Shortly after Lynn got to town, back in the ’00s, we signed up for ballroom dance classes at the Gunnison Arts Center with Anita, psychologist by day, Arthur Murray-certified dance instructor by night.
Our inaugural class was rather large, 10 or 12-ish couples learning to move their feet in tandem. One of the most nerve-wracking things Anita required of her students was to form an oval along the line of dance, and then the men would move from partner to partner to learn to focus on dance steps rather than develop bad habits with just one partner.
It was also a way to get to know our fellow students. I don’t know how Lynn fared, but the first woman I managed to attempt to converse with as we rhythmically moved our feet was a college student named Mary, who had signed up for the class with her boyfriend Phil.
Attrition over the semesters caused our class size to dwindle, and when Anita deemed we were ready to join the open-to-the-public dance showcases staged by Leslie Channell, only three couples from our class signed up: us, Jeff and Michelle, and Phil and Mary. So we got to know them even better.
Mary, a very creative type who was interested in industrial design, got a job at the arts center, while Phil — well, he ended up at Pat’s, where he was an exemplary co-worker with a fondness for Nutty Bars and a fascination for my plastic Godzilla figure. While Phil got his work done efficiently, I would round the corner on any given day to find Godzilla hang-gliding or canoeing in amazing origami constructions fashioned by Phil.

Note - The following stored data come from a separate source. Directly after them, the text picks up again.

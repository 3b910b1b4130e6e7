//! Membership ledger: grants on payment, customer views and expiry.

use chrono::{DateTime, Utc};
use domain::models::membership_plan::MembershipPlan;
use domain::models::order::{Order, OrderType};
use domain::models::user_membership::{MembershipSummary, NewMembership, UserMembership};
use domain::services::calendar::BusinessCalendar;
use persistence::repositories::{MembershipPlanRepository, UserMembershipRepository};
use sqlx::{PgConnection, PgPool};
use tracing::{info, warn};

use crate::error::ApiError;

#[derive(Clone)]
pub struct MembershipService {
    plans: MembershipPlanRepository,
    memberships: UserMembershipRepository,
    calendar: BusinessCalendar,
}

impl MembershipService {
    pub fn new(pool: PgPool, calendar: BusinessCalendar) -> Self {
        Self {
            plans: MembershipPlanRepository::new(pool.clone()),
            memberships: UserMembershipRepository::new(pool),
            calendar,
        }
    }

    /// Creates the membership a paid order buys.
    ///
    /// Upgrades and renewals replace the membership they were priced against.
    /// Runs inside the caller's transaction. Returns the new membership id.
    pub async fn grant_for_order(
        &self,
        conn: &mut PgConnection,
        order: &Order,
        now: DateTime<Utc>,
    ) -> Result<i64, ApiError> {
        // Deleted plans still back the orders placed on them.
        let plan: MembershipPlan = self
            .plans
            .find_by_id(order.plan_id, true)
            .await?
            .ok_or_else(|| ApiError::NotFound(format!("Plan {} not found", order.plan_id)))?
            .into();

        let previous: Option<UserMembership> = match order.order_type {
            OrderType::Upgrade => {
                let id = order.previous_membership_id.ok_or_else(|| {
                    ApiError::Internal(format!("Upgrade order {} has no previous membership", order.id))
                })?;
                let previous: UserMembership = self
                    .memberships
                    .lock(conn, id)
                    .await?
                    .ok_or_else(|| ApiError::NotFound(format!("Membership {} not found", id)))?
                    .into();
                Some(previous)
            }
            OrderType::Renew => self
                .memberships
                .lock_effective_on_plan(conn, order.user_id, order.plan_id, now)
                .await?
                .map(Into::into),
            OrderType::New | OrderType::Downgrade => None,
        };
        // The upgrade credit was priced against this membership; it can only be spent once.
        if let Some(previous) = &previous {
            if let Err(e) = previous.ensure_replaceable() {
                warn!(
                    membership_id = previous.id,
                    order_id = order.id,
                    error = %e,
                    "Previous membership already replaced, refusing settlement"
                );
                return Err(e.into());
            }
        }

        let draft = NewMembership::for_paid_order(
            order,
            &plan,
            previous.as_ref(),
            now,
            self.calendar.today(now),
        );
        let granted: UserMembership = self.memberships.insert(conn, &draft).await?.into();

        if let Some(previous) = previous {
            if !self
                .memberships
                .mark_replaced(conn, previous.id, granted.id)
                .await?
            {
                return Err(ApiError::Conflict(format!(
                    "Membership {} changed before it could be replaced",
                    previous.id
                )));
            }
        }

        info!(
            order_id = order.id,
            user_id = order.user_id,
            membership_id = granted.id,
            plan = %plan.plan_code,
            end_date = ?granted.end_date,
            "Membership granted"
        );
        Ok(granted.id)
    }

    /// Effective memberships with remaining quota.
    pub async fn summaries(&self, user_id: i64) -> Result<Vec<MembershipSummary>, ApiError> {
        let now = Utc::now();
        let today = self.calendar.today(now);
        let views = self
            .memberships
            .find_effective_with_plans(user_id, now)
            .await?;
        Ok(views
            .iter()
            .map(|view| MembershipSummary::new(view, today))
            .collect())
    }

    pub async fn expire_due(&self, now: DateTime<Utc>) -> Result<u64, ApiError> {
        Ok(self.memberships.expire_due(now).await?)
    }
}
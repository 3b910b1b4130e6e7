//! Request ID propagation.

use axum::{
    body::Body,
    http::{header::HeaderName, HeaderValue, Request},
    middleware::Next,
    response::Response,
};
use tracing::Instrument;
use uuid::Uuid;

/// Header name for request ID.
pub const REQUEST_ID_HEADER: &str = "X-Request-ID";

/// Longest client-supplied request id that is trusted.
const MAX_REQUEST_ID_LEN: usize = 128;

/// Request ID stored in request extensions.
#[derive(Debug, Clone, PartialEq, Eq)]
pub struct RequestId(pub String);

impl RequestId {
    pub fn as_str(&self) -> &str {
        &self.0
    }
}

/// Uses the caller's `X-Request-ID` when it is short and printable, otherwise a new UUID.
fn resolve_request_id(incoming: Option<&HeaderValue>) -> String {
    incoming
        .and_then(|v| v.to_str().ok())
        .map(str::trim)
        .filter(|s| !s.is_empty() && s.len() <= MAX_REQUEST_ID_LEN)
        .map(str::to_string)
        .unwrap_or_else(|| Uuid::new_v4().to_string())
}

/// Tags each request with an id, runs it inside a span carrying that id and
/// echoes the id back in the response headers.
pub async fn trace_id(mut req: Request<Body>, next: Next) -> Response {
    let request_id = resolve_request_id(req.headers().get(REQUEST_ID_HEADER));
    req.extensions_mut().insert(RequestId(request_id.clone()));

    let span = tracing::info_span!(
        "request",
        request_id = %request_id,
        method = %req.method(),
        path = %req.uri().path(),
    );

    let start = std::time::Instant::now();
    let mut response = next.run(req).instrument(span.clone()).await;

    span.in_scope(|| {
        tracing::info!(
            status = response.status().as_u16(),
            duration_ms = start.elapsed().as_millis() as u64,
            "Request completed"
        );
    });

    if let Ok(header_value) = HeaderValue::from_str(&request_id) {
        response
            .headers_mut()
            .insert(HeaderName::from_static("x-request-id"), header_value);
    }

    response
}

While they loved Gunnison, career aspirations caused Mary and Phil to move on following graduation, taking Godzilla with them. They landed in Louisville, Colorado, outside of Boulder, where Phil went to work for some company doing something cerebral that I’m sure I’ll never understand.
They got married and produced two impossibly cute children, Hazel and Ewan. When the four of them would come back to town, they would always make time to join us and other dance friends. When Lynn and I got married, our friend (and theirs) Bob got a very charming photo of Phil and Mary dancing with their children tucked on their backs.
This family, which has always tried to live lightly on this Earth, riding bicycles to work and school and eating mindfully, had their world upended yesterday as grass fires turned into what has already become the worst fire in Colorado history, house-destruction-wise.
The wind, as it so often does in January, blew in epic proportions coming off the foothills the city of Boulder is tucked against. When I was in college (and home on vacation in Gunnison), the January winds would snap telephone poles in half. Yesterday the gusts reached 115 mph near my sister’s house, which sits not very far south of Phil and Mary’s.
Yesterday’s gusts toppled power lines. As meteorologist Mike Nelson explained last night, perhaps with an edge of impatience in his voice for those who continue to deny it, climate change made this happenstance a major hazard: usual January winds in combination with an unseasonably warm and extremely dry December. As he showed on the recently-released drought map, the area was in extreme, if not exceptional, drought. Grass caught fire, and wind lifted it straight into the small cities of Louisville and Superior.
Houses burned by the dozen, then the scores, then the hundreds. Over 30,000 people evacuated, including Phil and Mary. Fortuntaely, their children were already spending time with Phil’s mom in Westminster (the northern part of the Denver Metro area), but it took hours for our friends to inch along in traffic to make it to the same location.
Mary and I, who exchange random texts at oddly-spaced intervals, had just conversed a couple days prior, when she informed me that Nebraska is the longest state in the world. I surmised, correctly, that they were returning from Christmas with her family in Iowa. It was mundane texting, and ordinary, and much preferred to yesterday’s terse conversation.
When I learned of the fire around 3, I told her I didn’t want to bother her, but wondered if they were okay. That’s when she gave me the report about the kids already safe and them stuck in traffic. “The fire trucks went by a few minutes ago announcing a mandatory evacuation. Scary as all,” she typed.
I didn’t hear anything else until Rita, another dance friend, reported that Mary posted to Facebook that they had made it to Phil’s mom’s house, a place of tenuous safety, since later in the evening a pre-evacuation notice spread all along the northern reaches of the Denver area, including my sister and stopping mere blocks away from my parents.
The ferocious winds, which left firefighters almost helpless in the face of the flames, finally — finally — tamped down late last night, and today, later, snow is expected in that area, but the shocking scenes of fire igniting entire rows, neighborhoods of houses, was horrific enough from 200 miles away, wondering if the carnage included the only home Hazel and Ewan have ever known.
I still don’t know; likely Phil and Mary don’t know. With reduced wind, which has allowed aircraft to take wing, and lowered temperature, along with the promise of snow later today, the pre-evacuation orders have lifted south of the flames, but the evacuation order is still in place for residents of Superior and Louisville.
Even if their house is still among the standing, Phil and Mary’s world is a vastly changed place. From here we can only remain in limbo with them, waiting to see what sort of assistance they’ll need that we can provide. And hope for the best. At least all four of them are safe, which is what matters most of all.